== INPUT ==

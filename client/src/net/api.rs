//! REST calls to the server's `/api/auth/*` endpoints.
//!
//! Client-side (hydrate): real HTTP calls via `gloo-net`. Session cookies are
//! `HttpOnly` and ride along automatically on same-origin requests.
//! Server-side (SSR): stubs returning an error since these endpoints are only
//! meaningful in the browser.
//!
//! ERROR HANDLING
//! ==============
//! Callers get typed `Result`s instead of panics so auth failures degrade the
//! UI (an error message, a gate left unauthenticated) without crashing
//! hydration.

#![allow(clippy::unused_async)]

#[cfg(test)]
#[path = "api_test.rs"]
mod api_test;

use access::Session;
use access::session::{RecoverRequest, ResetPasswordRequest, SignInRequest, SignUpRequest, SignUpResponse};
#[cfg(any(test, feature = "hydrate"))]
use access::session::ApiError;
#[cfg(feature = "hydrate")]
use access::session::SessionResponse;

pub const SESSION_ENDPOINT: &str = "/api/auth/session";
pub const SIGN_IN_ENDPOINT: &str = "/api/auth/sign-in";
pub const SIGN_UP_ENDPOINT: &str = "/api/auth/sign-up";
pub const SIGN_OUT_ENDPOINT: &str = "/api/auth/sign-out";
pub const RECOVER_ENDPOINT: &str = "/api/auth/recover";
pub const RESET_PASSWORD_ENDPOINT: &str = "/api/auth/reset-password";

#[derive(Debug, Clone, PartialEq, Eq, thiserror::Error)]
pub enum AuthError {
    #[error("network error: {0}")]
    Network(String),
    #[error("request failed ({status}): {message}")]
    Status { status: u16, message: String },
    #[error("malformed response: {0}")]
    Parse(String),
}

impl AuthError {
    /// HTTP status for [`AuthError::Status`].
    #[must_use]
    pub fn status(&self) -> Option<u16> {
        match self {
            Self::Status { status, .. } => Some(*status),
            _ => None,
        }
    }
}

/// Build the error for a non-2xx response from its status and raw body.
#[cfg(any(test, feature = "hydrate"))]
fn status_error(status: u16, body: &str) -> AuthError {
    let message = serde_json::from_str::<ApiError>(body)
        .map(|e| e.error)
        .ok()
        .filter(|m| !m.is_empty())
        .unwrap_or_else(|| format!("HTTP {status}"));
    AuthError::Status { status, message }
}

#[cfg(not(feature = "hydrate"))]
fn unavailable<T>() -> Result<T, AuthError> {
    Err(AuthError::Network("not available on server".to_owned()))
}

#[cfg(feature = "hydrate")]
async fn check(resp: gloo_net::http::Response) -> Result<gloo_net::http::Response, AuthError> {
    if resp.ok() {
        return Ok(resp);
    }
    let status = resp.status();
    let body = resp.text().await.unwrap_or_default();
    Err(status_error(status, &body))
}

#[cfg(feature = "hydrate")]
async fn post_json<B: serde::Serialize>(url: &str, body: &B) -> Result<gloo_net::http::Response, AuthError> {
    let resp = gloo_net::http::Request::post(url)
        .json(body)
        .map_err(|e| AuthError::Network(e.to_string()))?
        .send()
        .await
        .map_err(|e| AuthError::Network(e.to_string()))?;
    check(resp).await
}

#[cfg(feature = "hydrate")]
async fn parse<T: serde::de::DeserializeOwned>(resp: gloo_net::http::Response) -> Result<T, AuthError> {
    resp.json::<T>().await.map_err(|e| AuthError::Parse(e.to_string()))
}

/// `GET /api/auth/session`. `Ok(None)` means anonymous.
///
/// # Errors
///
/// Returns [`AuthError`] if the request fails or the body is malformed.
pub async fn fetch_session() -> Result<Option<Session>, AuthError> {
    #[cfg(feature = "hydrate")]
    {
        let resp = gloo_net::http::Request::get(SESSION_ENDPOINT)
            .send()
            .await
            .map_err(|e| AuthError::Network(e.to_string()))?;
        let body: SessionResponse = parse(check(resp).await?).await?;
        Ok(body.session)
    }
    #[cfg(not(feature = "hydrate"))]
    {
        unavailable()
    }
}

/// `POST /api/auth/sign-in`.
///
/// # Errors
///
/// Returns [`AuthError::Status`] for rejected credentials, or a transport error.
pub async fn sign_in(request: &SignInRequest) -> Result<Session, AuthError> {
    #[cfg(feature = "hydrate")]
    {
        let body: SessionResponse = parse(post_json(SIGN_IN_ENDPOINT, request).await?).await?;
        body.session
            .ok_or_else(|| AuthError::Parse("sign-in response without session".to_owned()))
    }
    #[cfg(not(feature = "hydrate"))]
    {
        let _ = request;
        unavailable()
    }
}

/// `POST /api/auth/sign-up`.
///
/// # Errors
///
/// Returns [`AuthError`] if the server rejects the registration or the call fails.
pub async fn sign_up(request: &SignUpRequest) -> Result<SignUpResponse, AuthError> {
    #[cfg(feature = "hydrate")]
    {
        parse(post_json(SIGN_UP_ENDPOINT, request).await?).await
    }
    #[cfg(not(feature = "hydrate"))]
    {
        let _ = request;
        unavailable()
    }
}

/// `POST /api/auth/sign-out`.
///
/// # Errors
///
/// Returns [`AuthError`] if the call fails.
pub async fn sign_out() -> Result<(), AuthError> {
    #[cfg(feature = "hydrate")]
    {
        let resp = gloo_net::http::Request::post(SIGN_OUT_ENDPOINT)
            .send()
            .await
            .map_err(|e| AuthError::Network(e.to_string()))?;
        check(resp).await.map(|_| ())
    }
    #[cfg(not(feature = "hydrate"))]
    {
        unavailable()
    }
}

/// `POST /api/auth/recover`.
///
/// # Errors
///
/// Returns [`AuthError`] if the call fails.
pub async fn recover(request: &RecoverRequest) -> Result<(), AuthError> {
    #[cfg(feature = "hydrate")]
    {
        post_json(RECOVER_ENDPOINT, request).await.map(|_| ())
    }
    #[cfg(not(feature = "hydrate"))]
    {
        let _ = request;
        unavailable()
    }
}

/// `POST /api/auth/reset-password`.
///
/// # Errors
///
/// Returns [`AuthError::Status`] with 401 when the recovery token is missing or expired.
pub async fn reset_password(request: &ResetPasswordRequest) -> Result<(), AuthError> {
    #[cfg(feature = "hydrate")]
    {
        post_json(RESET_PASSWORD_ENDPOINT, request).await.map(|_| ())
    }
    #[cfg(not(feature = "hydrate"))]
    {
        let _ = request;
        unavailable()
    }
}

===

__THE PROBLEM__. An exact reproduction of the data is required. Leave nothing out.

__OUTPUT FOR THIS EXERCISE__.
filename client/src/net/api.rs
//! REST calls to the server's `/api/auth/*` endpoints.
//!
//! Client-side (hydrate): real HTTP calls via `gloo-net`. Session cookies are
//! `HttpOnly` and ride along automatically on same-origin requests.
//! Server-side (SSR): stubs returning an error since these endpoints are only
//! meaningful in the browser.
//!
//! ERROR HANDLING
//! ==============
//! Callers get typed `Result`s instead of panics so auth failures degrade the
//! UI (an error message, a gate left unauthenticated) without crashing
//! hydration.

#![allow(clippy::unused_async)]

#[cfg(test)]
#[path = "api_test.rs"]
mod api_test;

use access::Session;
use access::session::{RecoverRequest, ResetPasswordRequest, SignInRequest, SignUpRequest, SignUpResponse};
#[cfg(any(test, feature = "hydrate"))]
use access::session::ApiError;
#[cfg(feature = "hydrate")]
use access::session::SessionResponse;

pub const SESSION_ENDPOINT: &str = "/api/auth/session";
pub const SIGN_IN_ENDPOINT: &str = "/api/auth/sign-in";
pub const SIGN_UP_ENDPOINT: &str = "/api/auth/sign-up";
pub const SIGN_OUT_ENDPOINT: &str = "/api/auth/sign-out";
pub const RECOVER_ENDPOINT: &str = "/api/auth/recover";
pub const RESET_PASSWORD_ENDPOINT: &str = "/api/auth/reset-password";

#[derive(Debug, Clone, PartialEq, Eq, thiserror::Error)]
pub enum AuthError {
    #[error("network error: {0}")]
    Network(String),
    #[error("request failed ({status}): {message}")]
    Status { status: u16, message: String },
    #[error("malformed response: {0}")]
    Parse(String),
}

impl AuthError {
    /// HTTP status for [`AuthError::Status`].
    #[must_use]
    pub fn status(&self) -> Option<u16> {
        match self {
            Self::Status { status, .. } => Some(*status),
            _ => None,
        }
    }
}

/// Build the error for a non-2xx response from its status and raw body.
#[cfg(any(test, feature = "hydrate"))]
fn status_error(status: u16, body: &str) -> AuthError {
    let message = serde_json::from_str::<ApiError>(body)
        .map(|e| e.error)
        .ok()
        .filter(|m| !m.is_empty())
        .unwrap_or_else(|| format!("HTTP {status}"));
    AuthError::Status { status, message }
}

#[cfg(not(feature = "hydrate"))]
fn unavailable<T>() -> Result<T, AuthError> {
    Err(AuthError::Network("not available on server".to_owned()))
}

#[cfg(feature = "hydrate")]
async fn check(resp: gloo_net::http::Response) -> Result<gloo_net::http::Response, AuthError> {
    if resp.ok() {
        return Ok(resp);
    }
    let status = resp.status();
    let body = resp.text().await.unwrap_or_default();
    Err(status_error(status, &body))
}

#[cfg(feature = "hydrate")]
async fn post_json<B: serde::Serialize>(url: &str, body: &B) -> Result<gloo_net::http::Response, AuthError> {
    let resp = gloo_net::http::Request::post(url)
        .json(body)
        .map_err(|e| AuthError::Network(e.to_string()))?
        .send()
        .await
        .map_err(|e| AuthError::Network(e.to_string()))?;
    check(resp).await
}

#[cfg(feature = "hydrate")]
async fn parse<T: serde::de::DeserializeOwned>(resp: gloo_net::http::Response) -> Result<T, AuthError> {
    resp.json::<T>().await.map_err(|e| AuthError::Parse(e.to_string()))
}

/// `GET /api/auth/session`. `Ok(None)` means anonymous.
///
/// # Errors
///
/// Returns [`AuthError`] if the request fails or the body is malformed.
pub async fn fetch_session() -> Result<Option<Session>, AuthError> {
    #[cfg(feature = "hydrate")]
    {
        let resp = gloo_net::http::Request::get(SESSION_ENDPOINT)
            .send()
            .await
            .map_err(|e| AuthError::Network(e.to_string()))?;
        let body: SessionResponse = parse(check(resp).await?).await?;
        Ok(body.session)
    }
    #[cfg(not(feature = "hydrate"))]
    {
        unavailable()
    }
}

/// `POST /api/auth/sign-in`.
///
/// # Errors
///
/// Returns [`AuthError::Status`] for rejected credentials, or a transport error.
pub async fn sign_in(request: &SignInRequest) -> Result<Session, AuthError> {
    #[cfg(feature = "hydrate")]
    {
        let body: SessionResponse = parse(post_json(SIGN_IN_ENDPOINT, request).await?).await?;
        body.session
            .ok_or_else(|| AuthError::Parse("sign-in response without session".to_owned()))
    }
    #[cfg(not(feature = "hydrate"))]
    {
        let _ = request;
        unavailable()
    }
}

/// `POST /api/auth/sign-up`.
///
/// # Errors
///
/// Returns [`AuthError`] if the server rejects the registration or the call fails.
pub async fn sign_up(request: &SignUpRequest) -> Result<SignUpResponse, AuthError> {
    #[cfg(feature = "hydrate")]
    {
        parse(post_json(SIGN_UP_ENDPOINT, request).await?).await
    }
    #[cfg(not(feature = "hydrate"))]
    {
        let _ = request;
        unavailable()
    }
}

/// `POST /api/auth/sign-out`.
///
/// # Errors
///
/// Returns [`AuthError`] if the call fails.
pub async fn sign_out() -> Result<(), AuthError> {
    #[cfg(feature = "hydrate")]
    {
        let resp = gloo_net::http::Request::post(SIGN_OUT_ENDPOINT)
            .send()
            .await
            .map_err(|e| AuthError::Network(e.to_string()))?;
        check(resp).await.map(|_| ())
    }
    #[cfg(not(feature = "hydrate"))]
    {
        unavailable()
    }
}

/// `POST /api/auth/recover`.
///
/// # Errors
///
/// Returns [`AuthError`] if the call fails.
pub async fn recover(request: &RecoverRequest) -> Result<(), AuthError> {
    #[cfg(feature = "hydrate")]
    {
        post_json(RECOVER_ENDPOINT, request).await.map(|_| ())
    }
    #[cfg(not(feature = "hydrate"))]
    {
        let _ = request;
        unavailable()
    }
}

/// `POST /api/auth/reset-password`.
///
/// # Errors
///
/// Returns [`AuthError::Status`] with 401 when the recovery token is missing or expired.
pub async fn reset_password(request: &ResetPasswordRequest) -> Result<(), AuthError> {
    #[cfg(feature = "hydrate")]
    {
        post_json(RESET_PASSWORD_ENDPOINT, request).await.map(|_| ())
    }
    #[cfg(not(feature = "hydrate"))]
    {
        let _ = request;
        unavailable()
    }
}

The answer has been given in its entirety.